Aim of the exercise:
Say how many lines in the records include the string "does", adding no other words.

Working data:
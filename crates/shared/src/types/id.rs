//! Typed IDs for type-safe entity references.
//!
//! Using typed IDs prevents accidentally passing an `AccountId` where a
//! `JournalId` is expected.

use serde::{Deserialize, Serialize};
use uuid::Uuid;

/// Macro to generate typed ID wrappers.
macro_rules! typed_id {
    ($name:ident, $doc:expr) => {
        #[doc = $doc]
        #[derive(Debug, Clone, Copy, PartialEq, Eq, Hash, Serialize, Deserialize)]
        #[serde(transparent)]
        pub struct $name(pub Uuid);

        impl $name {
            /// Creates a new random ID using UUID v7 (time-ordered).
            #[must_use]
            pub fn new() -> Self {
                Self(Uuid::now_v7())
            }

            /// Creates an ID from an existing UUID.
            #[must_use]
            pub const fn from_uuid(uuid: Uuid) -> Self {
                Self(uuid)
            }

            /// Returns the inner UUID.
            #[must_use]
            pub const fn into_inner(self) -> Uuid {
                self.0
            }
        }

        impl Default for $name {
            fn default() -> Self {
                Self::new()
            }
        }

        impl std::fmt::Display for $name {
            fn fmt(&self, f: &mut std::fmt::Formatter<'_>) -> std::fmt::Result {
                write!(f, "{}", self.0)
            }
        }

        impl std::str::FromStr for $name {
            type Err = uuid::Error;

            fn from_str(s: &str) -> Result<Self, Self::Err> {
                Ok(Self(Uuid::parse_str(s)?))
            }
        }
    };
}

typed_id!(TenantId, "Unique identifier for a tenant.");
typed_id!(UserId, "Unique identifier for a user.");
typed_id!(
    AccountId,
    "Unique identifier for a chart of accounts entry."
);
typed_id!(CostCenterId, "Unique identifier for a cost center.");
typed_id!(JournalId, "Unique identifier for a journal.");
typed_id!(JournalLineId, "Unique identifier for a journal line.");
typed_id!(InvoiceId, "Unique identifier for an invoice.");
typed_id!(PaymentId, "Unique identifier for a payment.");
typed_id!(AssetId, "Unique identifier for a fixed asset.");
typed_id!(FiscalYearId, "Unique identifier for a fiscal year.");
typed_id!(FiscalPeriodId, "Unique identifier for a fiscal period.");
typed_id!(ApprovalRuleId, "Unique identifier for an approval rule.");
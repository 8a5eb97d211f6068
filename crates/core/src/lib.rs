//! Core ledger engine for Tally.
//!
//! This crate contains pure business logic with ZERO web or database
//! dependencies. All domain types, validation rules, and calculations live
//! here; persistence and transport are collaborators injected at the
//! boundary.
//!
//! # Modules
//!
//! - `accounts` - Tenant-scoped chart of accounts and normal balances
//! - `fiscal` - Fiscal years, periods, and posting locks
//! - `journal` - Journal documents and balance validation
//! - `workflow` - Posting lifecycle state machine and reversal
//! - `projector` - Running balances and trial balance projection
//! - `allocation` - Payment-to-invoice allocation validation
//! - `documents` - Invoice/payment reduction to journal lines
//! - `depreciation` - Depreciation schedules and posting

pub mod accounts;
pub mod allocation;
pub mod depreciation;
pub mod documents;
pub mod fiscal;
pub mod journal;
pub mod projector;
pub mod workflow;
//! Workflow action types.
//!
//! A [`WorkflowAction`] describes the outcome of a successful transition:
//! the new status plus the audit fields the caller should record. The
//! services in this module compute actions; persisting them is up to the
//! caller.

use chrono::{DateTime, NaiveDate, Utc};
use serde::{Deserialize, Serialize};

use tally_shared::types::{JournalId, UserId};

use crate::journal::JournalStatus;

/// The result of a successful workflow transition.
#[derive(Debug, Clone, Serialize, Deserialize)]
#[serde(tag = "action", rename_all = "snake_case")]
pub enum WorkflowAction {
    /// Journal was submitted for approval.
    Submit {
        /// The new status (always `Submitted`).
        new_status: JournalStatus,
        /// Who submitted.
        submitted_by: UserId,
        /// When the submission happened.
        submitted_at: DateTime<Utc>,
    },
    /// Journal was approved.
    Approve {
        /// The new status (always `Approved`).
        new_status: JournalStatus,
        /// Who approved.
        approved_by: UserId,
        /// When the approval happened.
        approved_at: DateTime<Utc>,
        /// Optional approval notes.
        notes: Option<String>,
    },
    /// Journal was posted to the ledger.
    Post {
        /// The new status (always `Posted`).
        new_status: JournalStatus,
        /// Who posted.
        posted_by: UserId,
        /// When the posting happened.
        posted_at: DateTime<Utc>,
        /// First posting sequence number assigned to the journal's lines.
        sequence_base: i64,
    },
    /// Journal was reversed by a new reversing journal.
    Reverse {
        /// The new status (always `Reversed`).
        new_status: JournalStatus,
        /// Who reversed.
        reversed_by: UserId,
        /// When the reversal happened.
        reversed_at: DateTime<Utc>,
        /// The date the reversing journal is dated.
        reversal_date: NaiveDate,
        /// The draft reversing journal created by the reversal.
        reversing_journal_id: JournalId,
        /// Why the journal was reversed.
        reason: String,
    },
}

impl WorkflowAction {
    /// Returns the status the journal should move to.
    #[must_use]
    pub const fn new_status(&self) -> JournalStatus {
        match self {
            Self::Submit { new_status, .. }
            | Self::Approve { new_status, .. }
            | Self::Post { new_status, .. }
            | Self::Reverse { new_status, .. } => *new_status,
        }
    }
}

==

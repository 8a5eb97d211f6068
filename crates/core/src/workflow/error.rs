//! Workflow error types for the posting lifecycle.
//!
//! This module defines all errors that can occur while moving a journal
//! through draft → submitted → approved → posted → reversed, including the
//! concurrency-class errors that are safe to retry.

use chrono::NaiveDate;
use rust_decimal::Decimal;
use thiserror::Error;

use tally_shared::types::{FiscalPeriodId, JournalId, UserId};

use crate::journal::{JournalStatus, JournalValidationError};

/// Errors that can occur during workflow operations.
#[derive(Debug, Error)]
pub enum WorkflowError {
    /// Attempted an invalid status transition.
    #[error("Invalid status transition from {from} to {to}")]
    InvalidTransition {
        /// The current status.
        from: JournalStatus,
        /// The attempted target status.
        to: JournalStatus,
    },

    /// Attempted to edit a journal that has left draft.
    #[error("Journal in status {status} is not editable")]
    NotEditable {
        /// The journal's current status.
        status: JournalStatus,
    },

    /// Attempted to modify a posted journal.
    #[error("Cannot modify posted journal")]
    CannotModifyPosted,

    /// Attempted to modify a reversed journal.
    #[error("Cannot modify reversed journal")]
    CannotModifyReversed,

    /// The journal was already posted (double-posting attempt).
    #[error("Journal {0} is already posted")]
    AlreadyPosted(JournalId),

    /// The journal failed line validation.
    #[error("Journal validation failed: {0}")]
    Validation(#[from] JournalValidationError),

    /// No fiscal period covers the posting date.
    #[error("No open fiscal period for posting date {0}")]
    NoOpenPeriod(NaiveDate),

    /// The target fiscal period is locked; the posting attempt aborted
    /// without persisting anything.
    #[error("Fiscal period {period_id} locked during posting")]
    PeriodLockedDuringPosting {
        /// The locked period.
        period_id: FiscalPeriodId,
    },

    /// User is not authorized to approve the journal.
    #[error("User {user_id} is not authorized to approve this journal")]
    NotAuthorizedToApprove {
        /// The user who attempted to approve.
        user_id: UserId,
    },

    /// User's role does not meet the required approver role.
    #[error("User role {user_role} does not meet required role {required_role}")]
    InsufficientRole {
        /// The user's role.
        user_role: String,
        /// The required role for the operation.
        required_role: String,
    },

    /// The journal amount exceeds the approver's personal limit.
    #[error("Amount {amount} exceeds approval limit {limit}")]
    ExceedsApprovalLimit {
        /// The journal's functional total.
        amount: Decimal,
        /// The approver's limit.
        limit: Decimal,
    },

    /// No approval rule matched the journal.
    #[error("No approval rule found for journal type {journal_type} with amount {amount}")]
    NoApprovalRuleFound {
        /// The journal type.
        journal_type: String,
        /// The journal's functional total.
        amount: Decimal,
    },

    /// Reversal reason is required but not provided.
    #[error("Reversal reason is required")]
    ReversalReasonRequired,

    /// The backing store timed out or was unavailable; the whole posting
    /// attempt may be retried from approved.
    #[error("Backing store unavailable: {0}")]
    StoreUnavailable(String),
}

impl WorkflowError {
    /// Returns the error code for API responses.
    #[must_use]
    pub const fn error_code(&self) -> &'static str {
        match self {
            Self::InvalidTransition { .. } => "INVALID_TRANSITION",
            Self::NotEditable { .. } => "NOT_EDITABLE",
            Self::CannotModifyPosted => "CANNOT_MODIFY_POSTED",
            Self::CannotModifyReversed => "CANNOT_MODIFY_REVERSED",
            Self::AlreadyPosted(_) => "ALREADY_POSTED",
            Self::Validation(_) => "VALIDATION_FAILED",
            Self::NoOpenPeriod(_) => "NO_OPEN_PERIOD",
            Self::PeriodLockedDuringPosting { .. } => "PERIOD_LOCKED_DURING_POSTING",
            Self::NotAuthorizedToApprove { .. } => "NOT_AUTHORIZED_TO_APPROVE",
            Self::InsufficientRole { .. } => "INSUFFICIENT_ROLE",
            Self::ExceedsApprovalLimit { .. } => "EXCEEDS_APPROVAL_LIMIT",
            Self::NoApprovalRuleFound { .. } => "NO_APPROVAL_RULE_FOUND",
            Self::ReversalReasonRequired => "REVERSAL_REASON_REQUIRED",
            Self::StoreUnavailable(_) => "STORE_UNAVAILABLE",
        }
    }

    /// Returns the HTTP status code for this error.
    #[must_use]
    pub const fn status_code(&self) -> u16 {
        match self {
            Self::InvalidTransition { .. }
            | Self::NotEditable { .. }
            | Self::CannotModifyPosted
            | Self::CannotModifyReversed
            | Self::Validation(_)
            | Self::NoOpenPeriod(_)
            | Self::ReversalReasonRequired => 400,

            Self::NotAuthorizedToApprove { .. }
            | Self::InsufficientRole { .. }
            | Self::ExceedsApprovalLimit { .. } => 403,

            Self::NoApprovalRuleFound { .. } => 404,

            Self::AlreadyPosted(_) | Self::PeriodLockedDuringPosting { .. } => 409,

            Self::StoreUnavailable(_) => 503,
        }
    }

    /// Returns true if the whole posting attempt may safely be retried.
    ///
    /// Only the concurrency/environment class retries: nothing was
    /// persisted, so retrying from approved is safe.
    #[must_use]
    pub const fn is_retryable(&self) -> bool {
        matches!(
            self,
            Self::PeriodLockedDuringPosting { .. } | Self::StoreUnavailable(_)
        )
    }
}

Exercise result:
2